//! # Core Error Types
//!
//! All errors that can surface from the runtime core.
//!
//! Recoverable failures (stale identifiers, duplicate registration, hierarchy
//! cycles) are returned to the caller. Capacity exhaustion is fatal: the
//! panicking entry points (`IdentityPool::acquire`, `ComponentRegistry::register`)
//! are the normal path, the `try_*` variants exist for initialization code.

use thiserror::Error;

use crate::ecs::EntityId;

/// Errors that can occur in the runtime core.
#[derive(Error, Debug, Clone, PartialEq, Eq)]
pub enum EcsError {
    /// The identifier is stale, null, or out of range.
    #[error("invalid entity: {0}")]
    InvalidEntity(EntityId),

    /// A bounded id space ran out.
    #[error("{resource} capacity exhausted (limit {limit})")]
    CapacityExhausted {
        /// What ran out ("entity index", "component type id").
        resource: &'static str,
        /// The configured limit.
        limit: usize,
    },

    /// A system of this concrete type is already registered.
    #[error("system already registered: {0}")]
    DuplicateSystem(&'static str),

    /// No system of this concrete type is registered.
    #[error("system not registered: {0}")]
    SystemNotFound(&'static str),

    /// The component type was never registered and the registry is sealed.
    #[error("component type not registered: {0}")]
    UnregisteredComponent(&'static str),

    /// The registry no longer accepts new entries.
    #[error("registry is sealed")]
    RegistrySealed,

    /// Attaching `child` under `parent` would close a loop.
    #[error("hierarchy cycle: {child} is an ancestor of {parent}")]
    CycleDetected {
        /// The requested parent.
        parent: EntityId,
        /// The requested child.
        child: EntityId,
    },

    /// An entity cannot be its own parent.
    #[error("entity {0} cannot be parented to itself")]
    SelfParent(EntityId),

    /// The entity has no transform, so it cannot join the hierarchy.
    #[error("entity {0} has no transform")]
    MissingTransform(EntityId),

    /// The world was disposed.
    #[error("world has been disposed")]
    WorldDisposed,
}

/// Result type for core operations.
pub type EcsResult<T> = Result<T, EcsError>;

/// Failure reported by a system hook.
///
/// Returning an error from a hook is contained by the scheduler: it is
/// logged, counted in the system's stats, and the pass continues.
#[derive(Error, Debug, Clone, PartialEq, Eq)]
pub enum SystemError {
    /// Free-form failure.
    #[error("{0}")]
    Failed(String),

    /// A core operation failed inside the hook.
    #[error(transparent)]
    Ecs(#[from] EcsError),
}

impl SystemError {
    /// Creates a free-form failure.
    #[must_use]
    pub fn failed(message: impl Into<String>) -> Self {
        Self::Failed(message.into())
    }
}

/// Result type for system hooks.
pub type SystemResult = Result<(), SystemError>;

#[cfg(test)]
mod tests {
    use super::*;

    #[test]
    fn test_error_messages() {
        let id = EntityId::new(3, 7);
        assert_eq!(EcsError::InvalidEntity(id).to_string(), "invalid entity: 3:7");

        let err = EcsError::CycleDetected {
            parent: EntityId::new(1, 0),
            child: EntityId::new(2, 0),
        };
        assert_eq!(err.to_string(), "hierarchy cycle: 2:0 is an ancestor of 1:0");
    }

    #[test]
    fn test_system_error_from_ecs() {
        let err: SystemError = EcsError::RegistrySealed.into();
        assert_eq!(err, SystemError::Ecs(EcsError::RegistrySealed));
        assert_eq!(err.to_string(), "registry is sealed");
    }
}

--

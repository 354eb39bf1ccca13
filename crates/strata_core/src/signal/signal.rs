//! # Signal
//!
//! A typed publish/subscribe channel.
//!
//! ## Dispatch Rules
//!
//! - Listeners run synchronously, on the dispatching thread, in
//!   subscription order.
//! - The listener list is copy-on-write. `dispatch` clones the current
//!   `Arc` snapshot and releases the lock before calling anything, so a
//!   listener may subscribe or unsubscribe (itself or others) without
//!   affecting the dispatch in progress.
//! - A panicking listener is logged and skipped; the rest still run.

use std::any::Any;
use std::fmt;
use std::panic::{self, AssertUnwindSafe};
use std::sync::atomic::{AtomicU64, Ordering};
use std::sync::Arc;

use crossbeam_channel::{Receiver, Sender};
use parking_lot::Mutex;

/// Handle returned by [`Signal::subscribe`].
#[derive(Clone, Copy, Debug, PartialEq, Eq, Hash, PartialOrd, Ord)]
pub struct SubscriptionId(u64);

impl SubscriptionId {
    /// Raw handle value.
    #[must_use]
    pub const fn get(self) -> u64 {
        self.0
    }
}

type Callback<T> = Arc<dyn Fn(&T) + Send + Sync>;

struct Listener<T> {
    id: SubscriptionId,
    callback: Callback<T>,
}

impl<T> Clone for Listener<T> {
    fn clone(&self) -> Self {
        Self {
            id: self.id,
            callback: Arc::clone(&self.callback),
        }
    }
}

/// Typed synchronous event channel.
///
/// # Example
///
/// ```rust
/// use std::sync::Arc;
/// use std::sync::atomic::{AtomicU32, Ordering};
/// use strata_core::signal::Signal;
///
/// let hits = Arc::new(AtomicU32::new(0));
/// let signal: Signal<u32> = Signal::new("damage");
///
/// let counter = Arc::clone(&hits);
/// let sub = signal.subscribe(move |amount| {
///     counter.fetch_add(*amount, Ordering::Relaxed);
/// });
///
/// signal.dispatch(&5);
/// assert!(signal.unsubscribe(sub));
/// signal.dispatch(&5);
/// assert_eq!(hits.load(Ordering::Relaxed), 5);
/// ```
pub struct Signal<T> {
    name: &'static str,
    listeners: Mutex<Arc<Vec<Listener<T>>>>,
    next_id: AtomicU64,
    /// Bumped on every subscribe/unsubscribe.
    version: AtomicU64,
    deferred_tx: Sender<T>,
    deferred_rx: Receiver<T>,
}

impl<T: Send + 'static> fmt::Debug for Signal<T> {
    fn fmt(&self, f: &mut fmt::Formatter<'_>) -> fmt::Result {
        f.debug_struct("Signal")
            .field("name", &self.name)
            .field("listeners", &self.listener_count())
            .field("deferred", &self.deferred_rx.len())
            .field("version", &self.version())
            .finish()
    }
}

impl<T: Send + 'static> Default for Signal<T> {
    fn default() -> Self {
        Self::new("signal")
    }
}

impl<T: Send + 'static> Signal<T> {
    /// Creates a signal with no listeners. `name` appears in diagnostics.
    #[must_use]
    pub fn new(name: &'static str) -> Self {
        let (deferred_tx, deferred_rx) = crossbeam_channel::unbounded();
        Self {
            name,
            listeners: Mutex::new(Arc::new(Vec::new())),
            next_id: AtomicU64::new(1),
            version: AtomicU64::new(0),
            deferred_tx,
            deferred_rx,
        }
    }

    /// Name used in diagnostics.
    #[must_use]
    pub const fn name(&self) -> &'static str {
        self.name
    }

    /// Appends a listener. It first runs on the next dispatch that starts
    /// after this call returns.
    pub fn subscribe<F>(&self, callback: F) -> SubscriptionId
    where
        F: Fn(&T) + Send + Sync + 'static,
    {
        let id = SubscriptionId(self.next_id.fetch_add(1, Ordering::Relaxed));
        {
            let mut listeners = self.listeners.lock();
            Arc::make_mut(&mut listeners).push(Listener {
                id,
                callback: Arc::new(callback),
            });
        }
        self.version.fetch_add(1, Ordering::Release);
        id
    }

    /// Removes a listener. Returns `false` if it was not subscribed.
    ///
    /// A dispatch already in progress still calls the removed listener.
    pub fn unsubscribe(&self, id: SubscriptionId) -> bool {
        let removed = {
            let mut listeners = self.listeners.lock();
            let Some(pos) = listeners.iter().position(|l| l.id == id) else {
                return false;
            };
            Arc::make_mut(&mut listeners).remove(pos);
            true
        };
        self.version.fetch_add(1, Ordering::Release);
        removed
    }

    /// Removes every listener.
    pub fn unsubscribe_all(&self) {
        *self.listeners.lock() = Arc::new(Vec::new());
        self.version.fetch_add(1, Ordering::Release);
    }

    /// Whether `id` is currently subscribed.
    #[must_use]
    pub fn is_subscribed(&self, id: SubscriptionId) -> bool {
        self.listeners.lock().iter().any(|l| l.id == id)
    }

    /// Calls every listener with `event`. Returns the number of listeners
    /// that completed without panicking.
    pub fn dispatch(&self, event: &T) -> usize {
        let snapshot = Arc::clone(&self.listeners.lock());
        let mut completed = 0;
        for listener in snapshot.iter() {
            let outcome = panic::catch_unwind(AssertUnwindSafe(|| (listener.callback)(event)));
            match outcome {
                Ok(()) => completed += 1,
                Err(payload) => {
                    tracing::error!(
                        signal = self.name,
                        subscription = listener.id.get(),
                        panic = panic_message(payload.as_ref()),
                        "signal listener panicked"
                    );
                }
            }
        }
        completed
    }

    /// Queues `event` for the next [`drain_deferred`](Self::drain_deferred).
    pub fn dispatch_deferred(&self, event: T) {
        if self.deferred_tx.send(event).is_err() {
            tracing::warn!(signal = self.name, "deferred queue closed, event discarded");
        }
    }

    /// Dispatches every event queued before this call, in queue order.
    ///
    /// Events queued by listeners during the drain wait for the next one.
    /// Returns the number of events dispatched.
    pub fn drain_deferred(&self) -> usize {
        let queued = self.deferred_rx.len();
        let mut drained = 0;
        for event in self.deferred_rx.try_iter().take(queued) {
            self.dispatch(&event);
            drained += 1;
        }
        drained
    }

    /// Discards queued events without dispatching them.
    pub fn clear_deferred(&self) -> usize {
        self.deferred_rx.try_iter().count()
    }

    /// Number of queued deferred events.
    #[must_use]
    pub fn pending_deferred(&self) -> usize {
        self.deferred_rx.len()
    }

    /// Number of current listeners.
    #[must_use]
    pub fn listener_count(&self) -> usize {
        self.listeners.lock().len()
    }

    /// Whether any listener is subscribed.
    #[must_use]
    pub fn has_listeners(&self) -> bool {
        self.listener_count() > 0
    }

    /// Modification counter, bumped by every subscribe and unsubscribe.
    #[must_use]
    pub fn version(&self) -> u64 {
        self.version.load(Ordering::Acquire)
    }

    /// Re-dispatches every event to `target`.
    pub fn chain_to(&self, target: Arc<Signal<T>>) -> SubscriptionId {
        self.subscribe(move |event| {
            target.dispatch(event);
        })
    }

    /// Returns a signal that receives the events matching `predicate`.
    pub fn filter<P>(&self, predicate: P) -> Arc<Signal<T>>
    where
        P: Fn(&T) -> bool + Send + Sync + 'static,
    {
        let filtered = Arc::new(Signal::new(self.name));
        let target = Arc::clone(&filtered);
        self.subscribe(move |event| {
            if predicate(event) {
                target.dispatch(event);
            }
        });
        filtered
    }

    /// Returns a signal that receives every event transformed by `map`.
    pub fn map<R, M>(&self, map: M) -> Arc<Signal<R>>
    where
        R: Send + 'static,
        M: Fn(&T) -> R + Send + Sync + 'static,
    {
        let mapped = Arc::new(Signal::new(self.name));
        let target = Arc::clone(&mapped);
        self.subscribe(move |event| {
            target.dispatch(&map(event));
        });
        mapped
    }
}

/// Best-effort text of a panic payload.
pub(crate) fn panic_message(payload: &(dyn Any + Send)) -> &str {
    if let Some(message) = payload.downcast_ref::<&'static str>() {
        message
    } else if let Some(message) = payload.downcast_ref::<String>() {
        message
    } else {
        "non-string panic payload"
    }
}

REQUIRED WORK.
Taking the lines above, repeat exactly those from the line that contains "Core Error Types" through the line that contains "panicking entry points", and both of those lines as well. Include nothing else.

ANSWER TO THIS PROBLEM.
//! # Core Error Types
//!
//! All errors that can surface from the runtime core.
//!
//! Recoverable failures (stale identifiers, duplicate registration, hierarchy
//! cycles) are returned to the caller. Capacity exhaustion is fatal: the
//! panicking entry points (`IdentityPool::acquire`, `ComponentRegistry::register`)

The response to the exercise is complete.